--- START ---
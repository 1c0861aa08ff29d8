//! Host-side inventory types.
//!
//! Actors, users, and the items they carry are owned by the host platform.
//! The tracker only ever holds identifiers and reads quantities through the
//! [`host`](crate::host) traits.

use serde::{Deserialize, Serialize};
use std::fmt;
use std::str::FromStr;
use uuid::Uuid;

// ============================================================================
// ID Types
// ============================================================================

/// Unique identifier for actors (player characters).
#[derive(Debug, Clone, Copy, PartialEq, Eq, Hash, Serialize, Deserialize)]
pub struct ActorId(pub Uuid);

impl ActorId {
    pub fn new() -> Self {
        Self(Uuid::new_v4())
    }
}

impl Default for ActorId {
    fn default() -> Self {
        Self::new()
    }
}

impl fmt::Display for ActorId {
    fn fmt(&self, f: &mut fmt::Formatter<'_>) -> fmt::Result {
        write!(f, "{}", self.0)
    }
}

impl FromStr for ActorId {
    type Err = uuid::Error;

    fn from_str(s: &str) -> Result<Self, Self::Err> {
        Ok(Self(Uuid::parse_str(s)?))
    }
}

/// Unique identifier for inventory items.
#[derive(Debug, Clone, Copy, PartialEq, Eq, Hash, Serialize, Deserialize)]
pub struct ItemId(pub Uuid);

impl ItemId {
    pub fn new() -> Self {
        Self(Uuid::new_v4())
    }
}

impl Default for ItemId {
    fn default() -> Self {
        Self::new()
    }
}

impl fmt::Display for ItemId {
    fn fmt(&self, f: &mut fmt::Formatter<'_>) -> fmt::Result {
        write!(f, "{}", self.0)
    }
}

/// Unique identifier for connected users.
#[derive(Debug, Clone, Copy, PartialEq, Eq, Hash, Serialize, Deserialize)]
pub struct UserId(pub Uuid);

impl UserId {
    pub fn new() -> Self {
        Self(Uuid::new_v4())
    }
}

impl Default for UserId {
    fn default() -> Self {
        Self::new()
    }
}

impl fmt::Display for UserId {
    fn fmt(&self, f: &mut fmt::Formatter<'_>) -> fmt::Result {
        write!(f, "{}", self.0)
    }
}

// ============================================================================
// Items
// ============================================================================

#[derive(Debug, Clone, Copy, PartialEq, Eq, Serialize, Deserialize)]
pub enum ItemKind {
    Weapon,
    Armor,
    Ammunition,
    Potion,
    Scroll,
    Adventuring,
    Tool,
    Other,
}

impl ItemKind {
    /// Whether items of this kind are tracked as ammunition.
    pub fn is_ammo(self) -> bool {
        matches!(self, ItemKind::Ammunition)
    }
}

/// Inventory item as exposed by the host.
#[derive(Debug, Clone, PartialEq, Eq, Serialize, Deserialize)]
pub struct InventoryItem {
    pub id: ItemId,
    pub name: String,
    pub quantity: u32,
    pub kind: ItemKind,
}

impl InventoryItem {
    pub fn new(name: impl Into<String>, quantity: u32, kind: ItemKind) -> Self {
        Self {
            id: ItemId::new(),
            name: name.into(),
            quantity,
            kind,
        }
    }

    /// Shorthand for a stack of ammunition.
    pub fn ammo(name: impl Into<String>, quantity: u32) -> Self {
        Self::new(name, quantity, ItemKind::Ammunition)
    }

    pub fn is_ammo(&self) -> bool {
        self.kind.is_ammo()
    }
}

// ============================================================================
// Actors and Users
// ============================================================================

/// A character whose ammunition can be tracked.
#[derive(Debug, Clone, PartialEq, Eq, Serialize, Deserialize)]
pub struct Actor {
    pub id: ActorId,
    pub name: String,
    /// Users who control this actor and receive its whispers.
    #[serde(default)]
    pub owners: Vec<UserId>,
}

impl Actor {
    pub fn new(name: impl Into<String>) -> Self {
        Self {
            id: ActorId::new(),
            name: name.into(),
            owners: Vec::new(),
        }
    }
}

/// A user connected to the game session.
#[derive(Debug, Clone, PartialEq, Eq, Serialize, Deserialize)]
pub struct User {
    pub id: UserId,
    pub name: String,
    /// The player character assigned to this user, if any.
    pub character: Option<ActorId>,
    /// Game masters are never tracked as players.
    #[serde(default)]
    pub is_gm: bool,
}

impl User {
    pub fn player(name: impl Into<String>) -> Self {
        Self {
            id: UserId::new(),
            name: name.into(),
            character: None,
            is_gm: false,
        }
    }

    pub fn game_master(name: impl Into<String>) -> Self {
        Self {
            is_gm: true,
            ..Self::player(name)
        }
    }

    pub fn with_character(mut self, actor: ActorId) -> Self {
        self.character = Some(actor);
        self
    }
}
--- END ---
» Assigned task:
For the word "Display", tally the lines above that hold it and answer with the number alone.

» Answer to this problem:
3